Sebastian News

Sand Bypass

Sand Bypass, Dredging and Beach Re-nourishment

Inlets are man made or natural cuts between the ocean and inland waterways. Normally, inlets interrupt the natural flow of sand, often creating erosion on ‘downdrift’ beaches. Florida’s 1988 Beach Management Act requires inlet authorities or appropriate coastal zone management entities to replace the net amount of sand they interrupt or trap.

Sand bypass, dredging and beach renourishment projects must be accomplished under carefully monitored and controlled conditions. They also must be carried out during specific time frames that protect various endangered species and or other environmental factors. Periodic dredging of sand trapped inside the inlet and placement on the two to three mile stretch of beach south of the inlet takes place every 3 – 5 years.
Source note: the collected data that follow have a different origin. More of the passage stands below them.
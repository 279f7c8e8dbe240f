use sea_orm_migration::prelude::*;

pub struct Migrator;

#[async_trait::async_trait]
impl MigratorTrait for Migrator {
    fn migrations() -> Vec<Box<dyn MigrationTrait>> {
        vec![
            Box::new(m20240101_000001_create_users_table::Migration),
            Box::new(m20240101_000002_create_catalog_tables::Migration),
            Box::new(m20240101_000003_create_orders_tables::Migration),
            Box::new(m20240101_000004_create_inventory_tables::Migration),
            Box::new(m20240101_000005_create_production_tables::Migration),
            Box::new(m20240101_000006_create_settings_tables::Migration),
        ]
    }
}

fn id_column<T: IntoIden>(col: T) -> ColumnDef {
    ColumnDef::new(col)
        .integer()
        .not_null()
        .auto_increment()
        .primary_key()
        .to_owned()
}

#[derive(DeriveIden)]
enum Users {
    Table,
    Id,
    Username,
    Email,
    FirstName,
    LastName,
    PasswordHash,
    IsStaff,
    IsSuperuser,
    IsActive,
    LastLogin,
    CreatedAt,
}

#[derive(DeriveIden)]
enum AuditLogs {
    Table,
    Id,
    Action,
    Timestamp,
    UserId,
}

#[derive(DeriveIden)]
enum Customers {
    Table,
    CustomerId,
    Name,
    ContactNumber,
    Email,
    Address,
}

#[derive(DeriveIden)]
enum Services {
    Table,
    ServiceId,
    Name,
}

#[derive(DeriveIden)]
enum CustomizationOptions {
    Table,
    Id,
    Name,
}

#[derive(DeriveIden)]
enum ServiceCustomizationOptions {
    Table,
    ServiceId,
    CustomizationOptionId,
}

#[derive(DeriveIden)]
enum PricingOptions {
    Table,
    Id,
    ServiceId,
    CustomizationOptionId,
    Description,
    Price,
}

#[derive(DeriveIden)]
enum PaymentMethods {
    Table,
    Id,
    MethodName,
    Details,
}

#[derive(DeriveIden)]
enum Orders {
    Table,
    OrderId,
    OrderQueue,
    CustomerId,
    ServiceId,
    JobSpecifications,
    Status,
    Deadline,
    PaymentId,
    CreatedAt,
    CompletedOrCancelled,
}
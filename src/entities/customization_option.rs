use sea_orm::entity::prelude::*;
use serde::{Deserialize, Serialize};

/// A named variant of a service. Names are stored lowercase and are unique.
#[derive(Clone, Debug, PartialEq, Eq, DeriveEntityModel, Serialize, Deserialize)]
#[sea_orm(table_name = "customization_options")]
pub struct Model {
    #[sea_orm(primary_key)]
    pub id: i32,
    #[sea_orm(unique)]
    pub name: String,
}

#[derive(Copy, Clone, Debug, EnumIter, DeriveRelation)]
pub enum Relation {
    #[sea_orm(has_many = "super::pricing_option::Entity")]
    PricingOptions,
}

impl Related<super::pricing_option::Entity> for Entity {
    fn to() -> RelationDef {
        Relation::PricingOptions.def()
    }
}

impl Related<super::service::Entity> for Entity {
    fn to() -> RelationDef {
        super::service_customization_option::Relation::Service.def()
    }

    fn via() -> Option<RelationDef> {
        Some(
            super::service_customization_option::Relation::CustomizationOption
                .def()
                .rev(),
        )
    }
}

impl ActiveModelBehavior for ActiveModel {}
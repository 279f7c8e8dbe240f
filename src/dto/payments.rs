use chrono::{DateTime, Utc};
use rust_decimal::Decimal;
use serde::{Deserialize, Serialize};
use validator::{Validate, ValidationError};

use crate::entities::{DiscountType, PaymentStatus};

fn validate_non_negative(value: &Decimal) -> Result<(), ValidationError> {
    if value.is_sign_negative() {
        let mut err = ValidationError::new("non_negative");
        err.message = Some("Ensure this value is greater than or equal to 0.".into());
        return Err(err);
    }
    Ok(())
}

#[derive(Debug, Clone, Serialize, Deserialize, Validate)]
pub struct PaymentInput {
    pub order_id: i32,
    #[validate(custom = "validate_non_negative")]
    pub amount: Decimal,
    #[serde(default)]
    #[validate(custom = "validate_non_negative")]
    pub amount_paid: Decimal,
    pub payment_method_id: Option<i32>,
    #[validate(custom = "validate_non_negative")]
    pub discount: Option<Decimal>,
    pub discount_type: Option<DiscountType>,
    #[validate(length(max = 100))]
    pub discount_name: Option<String>,
    pub status: Option<PaymentStatus>,
    pub payment_date: Option<DateTime<Utc>>,
}

#[derive(Debug, Clone, Default, Serialize, Deserialize)]
pub struct PaymentListQuery {
    pub order_id: Option<i32>,
}
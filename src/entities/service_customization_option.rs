use sea_orm::entity::prelude::*;
use serde::{Deserialize, Serialize};

#[derive(Clone, Debug, PartialEq, Eq, DeriveEntityModel, Serialize, Deserialize)]
#[sea_orm(table_name = "service_customization_options")]
pub struct Model {
    #[sea_orm(primary_key, auto_increment = false)]
    pub service_id: i32,
    #[sea_orm(primary_key, auto_increment = false)]
    pub customization_option_id: i32,
}

#[derive(Copy, Clone, Debug, EnumIter, DeriveRelation)]
pub enum Relation {
    #[sea_orm(
        belongs_to = "super::service::Entity",
        from = "Column::ServiceId",
        to = "super::service::Column::ServiceId",
        on_delete = "Cascade"
    )]
    Service,
    #[sea_orm(
        belongs_to = "super::customization_option::Entity",
        from = "Column::CustomizationOptionId",
        to = "super::customization_option::Column::Id",
        on_delete = "Cascade"
    )]
    CustomizationOption,
}

impl ActiveModelBehavior for ActiveModel {}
The primary project goal is to provide protection to the barrier island shoreline of the Sebastian Inlet State Park between FDEP Monuments R-3 and R-12 (9,000 ft. of shoreline) and to mitigate the historical adverse effects of the Sebastian Inlet on the downdrift oceanfront properties. The secondary goal of the project is to provide storm protection for the upland property, infrastructure, and hurricane evacuation routes connected to the project area. The third goal of the project is to provide direct recreational enhancement to the nourished beaches and subsequent enhancement to the downdrift beaches.

The SID worked with IRC to conduct a renourishment of the Ambersand Beach, south of the inlet in 2006 – 2007. Approximately 85,000 cubic yards of sand was dredged from the inlet sand trap and hydraulically pumped to the beach before sea turtle nesting season began May 1st, 2007. An additional 158,000 cubic yards was placed on the beach by the County in 2007-2008 from an offshore sand source to make up for the beach loss during the 2004 hurricanes. Dredging of the Districts Sand Trap was completed May 1, 2007.

In 2010 the District partnered with Indian River County to renourish the beaches south of the inlet. The District’s fill template immediately south of the inlet was healthy, not requiring more sand. Due to the state mandate of beach renourishment, the District is obligated to place sand on the beach to maintain its annual beach fill quota. The Indian River County project placed 267,182 cubic yards of sand from upland sand mines starting approximately 5 miles south of the inlet to north of John’s Island. The upland sand source was significantly less expensive than previous offshore dredging costs by nearly $10 per cubic yard which helped stimulate the local economy by using local sand mines. The District contributed $4,184,070.12 to the project and gained 3 years of sand credit in Phase I of the project.

In 2012 the District dredged its Sand Trap, extracting 122,000 cubic yards of beach quality sand, placing it on the beach south of the inlet between R-4 – R-9.